Look over the entries below. Report how many lines hold the word "global", and only that.

++++ RECORDS SUPPLIED

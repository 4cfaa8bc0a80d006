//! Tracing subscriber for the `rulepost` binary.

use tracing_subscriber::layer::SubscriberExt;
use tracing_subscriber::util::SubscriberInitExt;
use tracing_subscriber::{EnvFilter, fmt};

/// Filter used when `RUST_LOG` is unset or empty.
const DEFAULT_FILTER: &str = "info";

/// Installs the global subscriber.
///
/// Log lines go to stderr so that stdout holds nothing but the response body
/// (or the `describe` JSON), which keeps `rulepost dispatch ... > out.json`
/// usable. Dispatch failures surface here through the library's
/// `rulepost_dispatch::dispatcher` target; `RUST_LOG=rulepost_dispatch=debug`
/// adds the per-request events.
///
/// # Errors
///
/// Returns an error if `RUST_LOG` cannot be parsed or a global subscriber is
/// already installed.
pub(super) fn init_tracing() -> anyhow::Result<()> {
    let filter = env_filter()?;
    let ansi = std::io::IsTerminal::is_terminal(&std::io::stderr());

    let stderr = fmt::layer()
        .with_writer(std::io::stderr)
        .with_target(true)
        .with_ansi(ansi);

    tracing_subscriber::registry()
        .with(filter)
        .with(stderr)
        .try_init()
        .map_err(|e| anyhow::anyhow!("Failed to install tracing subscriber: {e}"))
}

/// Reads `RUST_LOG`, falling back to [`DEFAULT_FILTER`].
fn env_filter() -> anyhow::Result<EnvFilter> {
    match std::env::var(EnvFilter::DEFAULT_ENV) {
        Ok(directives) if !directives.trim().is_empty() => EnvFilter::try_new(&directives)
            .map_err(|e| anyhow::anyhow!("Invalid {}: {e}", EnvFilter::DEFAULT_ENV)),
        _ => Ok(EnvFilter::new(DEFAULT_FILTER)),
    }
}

++++++++

• SOLUTION TO THIS TASK
2